Figure 1 – Files Sorted Alphabetically

In scenarios where the order of the files is crucial (e.g. in the legal industry), end users typically pad the file names with zeros so that they are ordered correctly when sorted alphabetically. For example:

Exhibit001.pdf
Exhibit002.pdf
Exhibit003.pdf
Exhibit004.pdf
Exhibit010.pdf
Exhibit015.pdf
Exhibit021.pdf

Figure 2 – Files with Zero Padding

What is Windows Numerical Sort?

The Shell team at Microsoft at some point decided to improve things a bit and implemented a new way of comparing Unicode strings that contain numerals (see StrCmpLogicalW). The change took effect after Windows 2000, so operating systems such as Windows Server 2003, Windows XP, Windows Vista and Windows 7 sort numerals in folder and file names according to their numeric value. For example, our example folder would look as follows in Windows XP using Windows numerical sort:

Windows Numerical Sort

Figure 3 – Windows Numerical Sort in Windows XP

Issues Associated with Windows Numerical Sort

While this seems logical and may be helpful to most people, we believe that it brings new issues, especially in the legal industry.

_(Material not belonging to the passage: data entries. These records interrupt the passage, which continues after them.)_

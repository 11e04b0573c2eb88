pub mod attraction;
pub mod plan;
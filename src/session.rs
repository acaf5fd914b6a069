//! 会话流程
//!
//! 组合解析器、录制端、回放调度器与 adb，供命令行入口使用。

use std::fs::File;
use std::io;
use std::path::Path;

use serde::Serialize;
use tracing::info;

use crate::console::{self, Style};
use crate::device::Adb;
use crate::error::{Error, Result};
use crate::log::{Clock, SystemClock};
use crate::proto::parse_event_line;
use crate::record::{DeviceFilter, RecordStats, RecordingSink};
use crate::replay::{PlaybackStats, Player};

/// `--report-json` 写出的会话统计
#[derive(Debug, Clone, Serialize)]
#[serde(tag = "mode", rename_all = "snake_case")]
pub enum SessionReport {
    Record(RecordStats),
    Play(PlaybackStats),
}

pub fn write_report(path: &Path, report: &SessionReport) -> Result<()> {
    let write = || -> io::Result<()> {
        let file = File::create(path)?;
        serde_json::to_writer_pretty(file, report)?;
        Ok(())
    };
    write().map_err(|source| Error::Report {
        path: path.to_path_buf(),
        source,
    })
}

/// 把行流逐行喂给录制端，直到行流结束，然后结束会话。
pub fn record_lines<I, W>(lines: I, mut sink: RecordingSink<W>) -> Result<RecordStats>
where
    I: IntoIterator<Item = io::Result<String>>,
    W: io::Write,
{
    for line in lines {
        let line = line.map_err(Error::Stream)?;
        if let Some(ev) = parse_event_line(&line) {
            sink.submit(ev)?;
        }
    }
    sink.finish()
}

/// 录制：`adb shell getevent` → 日志文件
#[tracing::instrument(skip(adb, path), fields(path = %path.display()))]
pub fn record(adb: &Adb, path: &Path, filter: DeviceFilter) -> Result<RecordStats> {
    console::say(Style::Info, "Start recording");
    let sink = RecordingSink::begin(path, filter)?;
    let stream = adb.stream(&["getevent"])?;
    let stats = record_lines(stream, sink)?;
    console::say(Style::Info, "End recording");
    Ok(stats)
}

/// 实时显示事件（带观测时间戳），不落盘
pub fn show(adb: &Adb) -> Result<u64> {
    let stream = adb.stream(&["getevent", "-r", "-q"])?;
    show_lines(stream, &SystemClock, |line| console::say(Style::Plain, line))
}

/// 非空行加上观测时间戳后交给 `out`，返回输出的行数
pub fn show_lines<I>(lines: I, clock: &dyn Clock, mut out: impl FnMut(&str)) -> Result<u64>
where
    I: IntoIterator<Item = io::Result<String>>,
{
    let mut shown = 0;
    for line in lines {
        let line = line.map_err(Error::Stream)?;
        let line = line.trim_end_matches('\r');
        if line.is_empty() {
            continue;
        }
        out(&format!("{} {}", clock.now().as_millis(), line));
        shown += 1;
    }
    Ok(shown)
}

/// 打印 `getevent -i` 的设备清单（跳过空行）
pub fn list(adb: &Adb) -> Result<()> {
    console::say(Style::Info, "List all events");
    let inventory = adb.list_devices()?;
    for line in inventory.lines().filter(|l| !l.trim().is_empty()) {
        console::say(Style::Plain, line);
    }
    Ok(())
}

/// 回放：可选地先启动 activity，再按日志时序发送事件
#[tracing::instrument(skip(adb, path), fields(path = %path.display()))]
pub fn play(
    adb: &mut Adb,
    path: &Path,
    repeat: bool,
    activity: Option<&str>,
) -> Result<PlaybackStats> {
    if let Some(activity) = activity {
        console::say(Style::Info, format!("Go to the activity: {activity}"));
        adb.start_activity(activity)?;
    }
    console::say(Style::Info, "Start playing");
    let stats = Player::default().play(path, repeat, adb)?;
    info!(emitted = stats.emitted, "回放结束");
    console::say(Style::Info, "End playing");
    Ok(stats)
}
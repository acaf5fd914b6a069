//! 控制台输出
//!
//! 面向操作者的彩色输出。无全局状态：每次调用都带上样式。

use std::io::{self, Write};

use tracing::trace;

/// 输出样式
#[derive(Debug, Clone, Copy, PartialEq, Eq)]
pub enum Style {
    /// 原样输出（事件行、设备清单）
    Plain,
    /// 蓝色提示（会话开始/结束）
    Info,
    /// 绿色
    Success,
    /// 黄色
    Warning,
    /// 红色错误，写到 stderr
    Error,
}

impl Style {
    fn ansi(self) -> Option<&'static str> {
        match self {
            Style::Plain => None,
            Style::Info => Some("\x1b[94m"),
            Style::Success => Some("\x1b[92m"),
            Style::Warning => Some("\x1b[93m"),
            Style::Error => Some("\x1b[91m"),
        }
    }
}

const RESET: &str = "\x1b[0m";

/// 按样式渲染一行文本（不含换行）
pub fn paint(style: Style, msg: &str) -> String {
    match style.ansi() {
        Some(code) => format!("{code}{msg}{RESET}"),
        None => msg.to_string(),
    }
}

/// 按样式写一行到 `out`
pub fn write_line(out: &mut impl Write, style: Style, msg: &str) -> io::Result<()> {
    writeln!(out, "{}", paint(style, msg))
}

/// 打印一行。控制台只是回显，写失败（例如管道被关闭）不影响会话。
pub fn say(style: Style, msg: impl AsRef<str>) {
    let res = if style == Style::Error {
        write_line(&mut io::stderr().lock(), style, msg.as_ref())
    } else {
        write_line(&mut io::stdout().lock(), style, msg.as_ref())
    };
    if let Err(e) = res {
        trace!(error = %e, "控制台输出失败");
    }
}
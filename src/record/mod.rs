//! 录制模块
//!
//! 把解析后的事件按设备过滤、打时间戳，并逐行追加到日志文件。

mod filter;
mod sink;

pub use filter::DeviceFilter;
pub use sink::{RecordStats, RecordingSink};
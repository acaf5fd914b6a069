//! 错误类型
//!
//! 录制/回放会话中的致命错误。格式不匹配的输入行不算错误，直接跳过。

use std::io;
use std::path::PathBuf;

use thiserror::Error;

pub type Result<T> = std::result::Result<T, Error>;

#[derive(Debug, Error)]
pub enum Error {
    #[error("cannot open log {} for writing: {source}", path.display())]
    OpenLog { path: PathBuf, source: io::Error },

    #[error("cannot read log {}: {source}", path.display())]
    ReadLog { path: PathBuf, source: io::Error },

    #[error("failed to write log: {0}")]
    WriteLog(#[source] io::Error),

    #[error("event stream read failed: {0}")]
    Stream(#[source] io::Error),

    #[error("failed to run `{program}`: {source}")]
    Spawn { program: String, source: io::Error },

    /// 外部命令返回非零退出码（`None` 表示被信号终止）
    #[error("`{command}` failed with exit code {exit_code:?}")]
    CommandFailed {
        command: String,
        exit_code: Option<i32>,
    },

    #[error("insufficient permissions: `adb root` exited with {exit_code:?}")]
    Permission { exit_code: Option<i32> },

    #[error("cannot write report {}: {source}", path.display())]
    Report { path: PathBuf, source: io::Error },
}
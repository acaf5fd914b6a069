//! getevent 文本行解析
//!
//! 行尾必须是 `<device>: <hex> <hex> <hex>`，行首允许任意前缀
//! （例如 `getevent -t` 的 `[  123.456]` 时间戳）。

use std::fmt;

/// 解析得到的输入事件。`ty`/`code`/`value` 的语义不做解释，原样携带。
#[derive(Debug, Clone, PartialEq, Eq, Hash)]
pub struct ParsedEvent {
    pub device: String,
    pub ty: u32,
    pub code: u32,
    pub value: u32,
}

impl ParsedEvent {
    pub fn new(device: impl Into<String>, ty: u32, code: u32, value: u32) -> Self {
        Self {
            device: device.into(),
            ty,
            code,
            value,
        }
    }
}

impl fmt::Display for ParsedEvent {
    fn fmt(&self, f: &mut fmt::Formatter<'_>) -> fmt::Result {
        write!(f, "{} {} {} {}", self.device, self.ty, self.code, self.value)
    }
}

/// 解析一行事件流文本；不匹配（空行、表头、十六进制非法等）返回 `None`。
pub fn parse_event_line(line: &str) -> Option<ParsedEvent> {
    // adb shell 走 pty 时行尾会带 '\r'
    let line = line.strip_suffix('\r').unwrap_or(line);
    // 与行尾锚定：末尾不能有多余空白
    if line.ends_with(char::is_whitespace) {
        return None;
    }

    let mut tokens = line.split_whitespace().rev();
    let value = tokens.next()?;
    let code = tokens.next()?;
    let ty = tokens.next()?;
    let device = tokens.next()?.strip_suffix(':')?;
    if device.is_empty() {
        return None;
    }

    Some(ParsedEvent {
        device: device.to_string(),
        ty: parse_hex(ty)?,
        code: parse_hex(code)?,
        value: parse_hex(value)?,
    })
}

fn parse_hex(token: &str) -> Option<u32> {
    if !token.bytes().all(|b| b.is_ascii_hexdigit()) {
        return None;
    }
    u32::from_str_radix(token, 16).ok()
}
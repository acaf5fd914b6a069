//! 事件流协议模块
//!
//! 把 `getevent` 输出的文本行解析为结构化事件。每行独立分类，不跨行缓冲。

mod getevent;

pub use getevent::{ParsedEvent, parse_event_line};
//! adbrr 命令行入口
//!
//! 录制 / 回放 Android 设备的内核输入事件（getevent / sendevent）

use std::path::PathBuf;
use std::process::ExitCode;

use adbrr_rs::console::{self, Style};
use adbrr_rs::device::Adb;
use adbrr_rs::error::Result;
use adbrr_rs::record::DeviceFilter;
use adbrr_rs::session::{self, SessionReport};
use clap::{ArgGroup, Parser};
use tracing::debug;

#[derive(Debug, Parser)]
#[command(
    name = "adbrr",
    about = "Record and replay Android input events over adb",
    group(ArgGroup::new("mode").args(["record", "play", "show", "list"]))
)]
struct Args {
    /// Record events into this log file
    #[arg(long, value_name = "PATH")]
    record: Option<PathBuf>,

    /// Only record /dev/input/event<INDEX> (e.g. -n3)
    #[arg(short = 'n', value_name = "INDEX", requires = "record")]
    device_index: Option<u32>,

    /// Replay this log file
    #[arg(long, value_name = "PATH")]
    play: Option<PathBuf>,

    /// Replay the whole log (default: only the first event)
    #[arg(long, requires = "play")]
    repeat: bool,

    /// Start this activity (`am start -a`) before replaying
    #[arg(long, value_name = "NAME", requires = "play")]
    activity: Option<String>,

    /// Print live events with capture timestamps, without recording
    #[arg(long)]
    show: bool,

    /// Print the input device inventory (`getevent -i`)
    #[arg(long)]
    list: bool,

    /// Talk to the USB-attached device (`adb -d`)
    #[arg(short = 'd', long = "device")]
    usb: bool,

    /// adb executable
    #[arg(long, env = "ADB", default_value = "adb")]
    adb: String,

    /// Skip `adb root` before recording / showing
    #[arg(long)]
    no_root: bool,

    /// Write session statistics as JSON
    #[arg(long, value_name = "PATH")]
    report_json: Option<PathBuf>,
}

fn print_usage() {
    console::say(Style::Error, "Add --record [Path] to record");
    console::say(Style::Error, "Add --play [Path] to play");
    console::say(Style::Error, "Add --show to display live events");
    console::say(Style::Error, "Add --list to list input devices");
}

/// 返回 `Ok(false)` 表示未指定任何模式
fn run(args: Args) -> Result<bool> {
    let mut adb = Adb::new(args.adb.clone()).usb_only(args.usb);
    debug!(?args, "解析参数");

    let report = if let Some(path) = &args.record {
        if !args.no_root {
            adb.check_permission()?;
        }
        let filter = DeviceFilter::from_index(args.device_index);
        Some(SessionReport::Record(session::record(&adb, path, filter)?))
    } else if let Some(path) = &args.play {
        let stats = session::play(&mut adb, path, args.repeat, args.activity.as_deref())?;
        Some(SessionReport::Play(stats))
    } else if args.show {
        if !args.no_root {
            adb.check_permission()?;
        }
        session::show(&adb)?;
        None
    } else if args.list {
        session::list(&adb)?;
        None
    } else {
        return Ok(false);
    };

    if let (Some(path), Some(report)) = (&args.report_json, &report) {
        session::write_report(path, report)?;
        eprintln!("wrote session report to {}", path.display());
    }
    Ok(true)
}

fn main() -> ExitCode {
    // 初始化 tracing（stderr，stdout 只留给事件输出）
    tracing_subscriber::fmt()
        .with_env_filter(
            tracing_subscriber::EnvFilter::try_from_default_env()
                .unwrap_or_else(|_| tracing_subscriber::EnvFilter::new("info")),
        )
        .with_writer(std::io::stderr)
        .with_file(true)
        .with_line_number(true)
        .with_target(true)
        .init();

    let args = Args::parse();

    match run(args) {
        Ok(true) => ExitCode::SUCCESS,
        Ok(false) => {
            print_usage();
            ExitCode::from(2)
        }
        Err(e) => {
            console::say(Style::Error, e.to_string());
            ExitCode::FAILURE
        }
    }
}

1. Compatibility with e-Discovery and Computer Forensics Software:

Imagine a lawyer organizing exhibits to be processed to TIFF, endorsed and produced. Looking at the files in Windows Explorer, he would naturally assume that the files would be processed in the order as he sees them on his computer. However, computer forensics and e-discovery tools do not implement Microsoft’s sort algorithm, and treat the file and folder names as strings while sorting. Consequently, files would be processed and numbered in a different order than what the attorney had anticipated. Had Windows sorted the files without any special handling, the attorney or litigation support team would have noticed the incorrect sort order and compensated for it by correctly padding the file names or applying a custom sort order.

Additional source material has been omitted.